** Opening SOURCE INFORMATION block **

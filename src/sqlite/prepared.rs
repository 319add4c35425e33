use std::sync::Arc;
use std::sync::atomic::{AtomicBool, Ordering};

use async_trait::async_trait;
use bb8::Pool;

use crate::capability::Statement;
use crate::context::QueryContext;
use crate::error::SqlCapError;
use crate::param::{ArgumentPlan, Bindings, RenderedSql};
use crate::results::{ExecResult, InsertResult, Rows};

use super::config::SqliteManager;
use super::connection::{acquire, run_blocking};
use super::params::Params;
use super::query;
use super::transaction::SqliteTx;

struct Plan {
    sql: Arc<str>,
    slots: ArgumentPlan,
    closed: AtomicBool,
}

impl Plan {
    fn new(rendered: RenderedSql) -> Self {
        Self {
            sql: Arc::from(rendered.sql),
            slots: rendered.slots,
            closed: AtomicBool::new(false),
        }
    }

    fn params(&self, bindings: &Bindings) -> Result<(Arc<str>, Params), SqlCapError> {
        if self.closed.load(Ordering::Acquire) {
            return Err(SqlCapError::StatementClosed);
        }
        let args = bindings.resolve(&self.slots)?;
        Ok((Arc::clone(&self.sql), Params::convert(&args)))
    }

    fn close(&self) -> Result<(), SqlCapError> {
        if self.closed.swap(true, Ordering::AcqRel) {
            Err(SqlCapError::StatementClosed)
        } else {
            Ok(())
        }
    }
}

/// Statement prepared through [`super::SqliteDb`].
///
/// Each call checks out whichever pooled connection is free; the text is compiled once per
/// connection and then served from that connection's statement cache.
pub struct SqliteStatement {
    pool: Pool<SqliteManager>,
    plan: Plan,
}

impl SqliteStatement {
    pub(crate) fn new(pool: Pool<SqliteManager>, rendered: RenderedSql) -> Self {
        Self {
            pool,
            plan: Plan::new(rendered),
        }
    }
}

#[async_trait]
impl Statement for SqliteStatement {
    async fn query(&self, ctx: &QueryContext, bindings: &Bindings) -> Result<Rows, SqlCapError> {
        let (sql, params) = self.plan.params(bindings)?;
        let conn = acquire(&self.pool, ctx).await?;
        run_blocking(ctx, &conn, move |c| query::select(c, &sql, params.as_values())).await
    }

    async fn insert(
        &self,
        ctx: &QueryContext,
        bindings: &Bindings,
    ) -> Result<InsertResult, SqlCapError> {
        let (sql, params) = self.plan.params(bindings)?;
        let conn = acquire(&self.pool, ctx).await?;
        run_blocking(ctx, &conn, move |c| query::insert(c, &sql, params.as_values())).await
    }

    async fn exec(
        &self,
        ctx: &QueryContext,
        bindings: &Bindings,
    ) -> Result<ExecResult, SqlCapError> {
        let (sql, params) = self.plan.params(bindings)?;
        let conn = acquire(&self.pool, ctx).await?;
        run_blocking(ctx, &conn, move |c| query::execute(c, &sql, params.as_values())).await
    }

    async fn close(&self) -> Result<(), SqlCapError> {
        self.plan.close()
    }

    fn sql(&self) -> &str {
        &self.plan.sql
    }
}

/// Statement prepared inside a [`SqliteTx`]; every call runs on the transaction's reserved
/// connection.
pub struct SqliteTxStatement {
    tx: SqliteTx,
    plan: Plan,
}

impl SqliteTxStatement {
    pub(crate) fn new(tx: SqliteTx, rendered: RenderedSql) -> Self {
        Self {
            tx,
            plan: Plan::new(rendered),
        }
    }
}

#[async_trait]
impl Statement for SqliteTxStatement {
    async fn query(&self, ctx: &QueryContext, bindings: &Bindings) -> Result<Rows, SqlCapError> {
        let (sql, params) = self.plan.params(bindings)?;
        run_blocking(ctx, &self.tx.conn()?, move |c| {
            query::select(c, &sql, params.as_values())
        })
        .await
    }

    async fn insert(
        &self,
        ctx: &QueryContext,
        bindings: &Bindings,
    ) -> Result<InsertResult, SqlCapError> {
        let (sql, params) = self.plan.params(bindings)?;
        run_blocking(ctx, &self.tx.conn()?, move |c| {
            query::insert(c, &sql, params.as_values())
        })
        .await
    }

    async fn exec(
        &self,
        ctx: &QueryContext,
        bindings: &Bindings,
    ) -> Result<ExecResult, SqlCapError> {
        let (sql, params) = self.plan.params(bindings)?;
        run_blocking(ctx, &self.tx.conn()?, move |c| {
            query::execute(c, &sql, params.as_values())
        })
        .await
    }

    async fn close(&self) -> Result<(), SqlCapError> {
        self.plan.close()
    }

    fn sql(&self) -> &str {
        &self.plan.sql
    }
}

** Closing SOURCE INFORMATION block **

WHAT YOU NEED TO DO: Check the lines above and copy each one that includes "ArgumentPlan".

REPLY TO THE TASK:
use crate::param::{ArgumentPlan, Bindings, RenderedSql};
    slots: ArgumentPlan,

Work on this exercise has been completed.